Leading capital markets have acknowledged a new solution, which is to make every alert truly actionable and put an end to the period of high false positive rates in security tools. ZAST.AI found hundreds of zero-day vulnerabilities in dozens of well-known open-source projects in 2025. These discoveries were successfully submitted to 119 CVE assignments via reputable vulnerability databases such as VulDB. These are production-grade codes that support multinational corporations, not lab targets.

Popular components and frameworks like Microsoft Azure SDK, Apache Struts XWork, Alibaba Nacos, Langfuse, Koa, node-formidable, and others are among the well-known projects that have been impacted. ZAST was developed specifically for these extensively used open-source projects.With executable Proof-of-Concept (PoC) evidence, AI found hundreds of actual, exploitable vulnerabilities. Top tech companies like Microsoft, Apache, and Alibaba have already patched their code based on the proofs of concept that ZAST.AI submitted.

"High false positive rates have long been a core pain point plaguing enterprise security teams in the traditional field of code security analysis." According to Geng Yang, co-founder of ZAST.AI, security engineers frequently spend a lot of time manually confirming tool-generated alerts, which results in incredibly low efficiency.

"'Report is cheap, show me the POC!' This was the original goal when ZAST.AI was founded — we think that only verified vulnerabilities are worth reporting." ZAST.The "Automated POC Generation + Automated Validation" technical architecture of AI is its primary innovation.

ZAST.AI uses cutting-edge AI technology to conduct deep code analysis on applications, in contrast to conventional static analysis tools. In addition to automatically creating Proof-of-Concept (PoC) code to exploit vulnerabilities, it can also automatically run the PoC and check to see if it successfully triggers the vulnerability. The final report achieves a groundbreaking "zero false positive" effect by presenting only actual vulnerabilities that have been practically verified. "This is a reconstruction, not an optimization," a Hillhouse Capital representative stated.

"This changes the game because ZAST.AI has redefined the standard for vulnerability validation, moving from 'potential risk' to 'confirmed vulnerability, here is the PoC.'" In terms of vulnerability coverage, ZAST.AI can detect semantic-level vulnerabilities in addition to "syntax-level" vulnerabilities like SQL Injection, XSS, Insecure Deserialization, and SSRF. This includes intricate business logic defects that have long been thought to be hard for automated tools to access, such as IDOR, privilege escalation, and payment logic vulnerabilities.

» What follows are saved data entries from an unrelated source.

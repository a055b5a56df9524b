// src/archive/sqlite.rs
// SQLite-backed archive using a deadpool connection pool

use async_trait::async_trait;
use deadpool_sqlite::{Config, Pool, Runtime};
use rusqlite::{Connection, params};
use tracing::{debug, info};

use crate::archive::{Archive, SessionEndBatch};
use crate::error::{AgentError, Result};
use crate::utils::truncate_chars;

/// Recent-sessions list cap per user
const RECENT_SESSIONS_CAP: usize = 5;

const SCHEMA: &str = r#"
CREATE TABLE IF NOT EXISTS session_summaries (
    session_id   TEXT PRIMARY KEY,
    agent_id     TEXT NOT NULL,
    reason       TEXT NOT NULL,
    summary_json TEXT NOT NULL,
    query_count  INTEGER NOT NULL,
    total_cost   REAL NOT NULL,
    ended_at     TEXT NOT NULL
);

CREATE TABLE IF NOT EXISTS query_analytics (
    id            INTEGER PRIMARY KEY AUTOINCREMENT,
    session_id    TEXT NOT NULL,
    agent_id      TEXT NOT NULL,
    query_text    TEXT NOT NULL,
    response_text TEXT NOT NULL,
    metrics_json  TEXT NOT NULL,
    created_at    TEXT NOT NULL
);
CREATE INDEX IF NOT EXISTS idx_query_analytics_session ON query_analytics(session_id);

CREATE TABLE IF NOT EXISTS user_stats (
    agent_id       TEXT PRIMARY KEY,
    total_sessions INTEGER NOT NULL DEFAULT 0,
    total_queries  INTEGER NOT NULL DEFAULT 0,
    total_cost     REAL NOT NULL DEFAULT 0,
    user_info_json TEXT,
    updated_at     TEXT NOT NULL
);

CREATE TABLE IF NOT EXISTS user_recent_sessions (
    agent_id      TEXT PRIMARY KEY,
    sessions_json TEXT NOT NULL
);
"#;

/// SQLite archive behind an async connection pool
pub struct SqliteArchive {
    pool: Pool,
}

impl SqliteArchive {
    /// Open (and migrate) the archive at the given path
    pub async fn open(path: &str) -> Result<Self> {
        let archive = Self::build(path)?;
        archive.migrate().await?;
        info!(path, "Archive opened");
        Ok(archive)
    }

    /// Shared in-memory archive, for tests
    pub async fn open_in_memory() -> Result<Self> {
        let uri = format!("file:archive_{}?mode=memory&cache=shared", uuid::Uuid::new_v4());
        let archive = Self::build(&uri)?;
        archive.migrate().await?;
        Ok(archive)
    }

    fn build(conn_str: &str) -> Result<Self> {
        let pool = Config::new(conn_str)
            .builder(Runtime::Tokio1)
            .map_err(|e| AgentError::Archive(format!("pool builder failed: {e}")))?
            .max_size(4)
            .build()
            .map_err(|e| AgentError::Archive(format!("pool build failed: {e}")))?;
        Ok(Self { pool })
    }

    async fn migrate(&self) -> Result<()> {
        self.interact(|conn| {
            conn.execute_batch(SCHEMA)
                .map_err(|e| AgentError::Archive(format!("migration failed: {e}")))
        })
        .await
    }

    /// Run a closure against a pooled connection on the blocking pool
    async fn interact<F, R>(&self, f: F) -> Result<R>
    where
        F: FnOnce(&mut Connection) -> Result<R> + Send + 'static,
        R: Send + 'static,
    {
        let conn = self
            .pool
            .get()
            .await
            .map_err(|e| AgentError::Archive(format!("no connection available: {e}")))?;

        conn.interact(f)
            .await
            .map_err(|e| AgentError::Archive(format!("interact failed: {e}")))?
    }

    /// Number of analytics rows stored for a session (test/admin support)
    pub async fn query_count(&self, session_id: &str) -> Result<usize> {
        let session_id = session_id.to_string();
        self.interact(move |conn| {
            conn.query_row(
                "SELECT COUNT(*) FROM query_analytics WHERE session_id = ?1",
                params![session_id],
                |row| row.get::<_, i64>(0),
            )
            .map(|n| n as usize)
            .map_err(|e| AgentError::Archive(e.to_string()))
        })
        .await
    }
}

#[async_trait]
impl Archive for SqliteArchive {
    async fn write_session_end(&self, batch: SessionEndBatch) -> Result<()> {
        let summary_json = serde_json::to_string(&batch.final_summary)?;
        let ended_at = batch.ended_at.to_rfc3339();
        let user_info_json = batch
            .user_info
            .as_ref()
            .map(serde_json::to_string)
            .transpose()?;
        let recent_entry = serde_json::json!({
            "session_id": batch.session_id,
            "date": ended_at,
            "summary": truncate_chars(&batch.final_summary.summary, 200),
        });

        let queries: Vec<(String, String, String, String)> = batch
            .queries
            .iter()
            .map(|q| {
                Ok((
                    q.query_text.clone(),
                    q.response_text.clone(),
                    serde_json::to_string(&q.metrics)?,
                    q.timestamp.to_rfc3339(),
                ))
            })
            .collect::<Result<_>>()?;

        let query_count = queries.len();
        let total_cost = batch.cost.total_cost;
        let session_id = batch.session_id.clone();
        let agent_id = batch.agent_id.clone();
        let reason = batch.reason.clone();

        self.interact(move |conn| {
            let tx = conn
                .transaction()
                .map_err(|e| AgentError::Archive(e.to_string()))?;

            tx.execute(
                "INSERT OR REPLACE INTO session_summaries
                     (session_id, agent_id, reason, summary_json, query_count, total_cost, ended_at)
                 VALUES (?1, ?2, ?3, ?4, ?5, ?6, ?7)",
                params![session_id, agent_id, reason, summary_json, query_count as i64, total_cost, ended_at],
            )
            .map_err(|e| AgentError::Archive(e.to_string()))?;

            for (query_text, response_text, metrics_json, created_at) in &queries {
                tx.execute(
                    "INSERT INTO query_analytics
                         (session_id, agent_id, query_text, response_text, metrics_json, created_at)
                     VALUES (?1, ?2, ?3, ?4, ?5, ?6)",
                    params![session_id, agent_id, query_text, response_text, metrics_json, created_at],
                )
                .map_err(|e| AgentError::Archive(e.to_string()))?;
            }

            tx.execute(
                "INSERT INTO user_stats (agent_id, total_sessions, total_queries, total_cost, user_info_json, updated_at)
                 VALUES (?1, 1, ?2, ?3, ?4, ?5)
                 ON CONFLICT(agent_id) DO UPDATE SET
                     total_sessions = total_sessions + 1,
                     total_queries  = total_queries + excluded.total_queries,
                     total_cost     = total_cost + excluded.total_cost,
                     user_info_json = COALESCE(excluded.user_info_json, user_info_json),
                     updated_at     = excluded.updated_at",
                params![agent_id, query_count as i64, total_cost, user_info_json, ended_at],
            )
            .map_err(|e| AgentError::Archive(e.to_string()))?;

            // Prepend to the user's recent sessions, capped
            let existing: Option<String> = tx
                .query_row(
                    "SELECT sessions_json FROM user_recent_sessions WHERE agent_id = ?1",
                    params![agent_id],
                    |row| row.get(0),
                )
                .ok();
            let mut recent: Vec<serde_json::Value> = existing
                .and_then(|raw| serde_json::from_str(&raw).ok())
                .unwrap_or_default();
            recent.insert(0, recent_entry);
            recent.truncate(RECENT_SESSIONS_CAP);
            let sessions_json = serde_json::to_string(&recent)
                .map_err(|e| AgentError::Archive(e.to_string()))?;

            tx.execute(
                "INSERT INTO user_recent_sessions (agent_id, sessions_json)
                 VALUES (?1, ?2)
                 ON CONFLICT(agent_id) DO UPDATE SET sessions_json = excluded.sessions_json",
                params![agent_id, sessions_json],
            )
            .map_err(|e| AgentError::Archive(e.to_string()))?;

            tx.commit().map_err(|e| AgentError::Archive(e.to_string()))?;
            debug!(session_id = %session_id, query_count, "Session batch archived");
            Ok(())
        })
        .await
    }
}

Imagine your security tool having a false positive rate of more than 60% and screaming "wolf" every day. The team may already be desensitized by the time the real "wolf" shows up. This isn't a people problem; it's a tool defect—they can only speculate, not prove.

Fortune Global 500 companies are among the numerous enterprise clients that ZAST.AI currently serves. ZAST provides runnable PoC vulnerability reports and automatically identifies unknown vulnerabilities.AI has garnered high customer recognition, greatly reduces security operation costs, and helps clients shorten vulnerability remediation cycles. Global market development, product feature expansion, and core technology research and development will be the main uses of this funding round.

"Our goal is to create an end-to-end AI-driven security platform that allows every development team to get the best security assurance at the most affordable price," said Geng Yang, CEO. ZAST.AI will keep advancing technological innovation in AI + Security in the future, offering clients worldwide more intelligent, accurate, and effective code security solutions.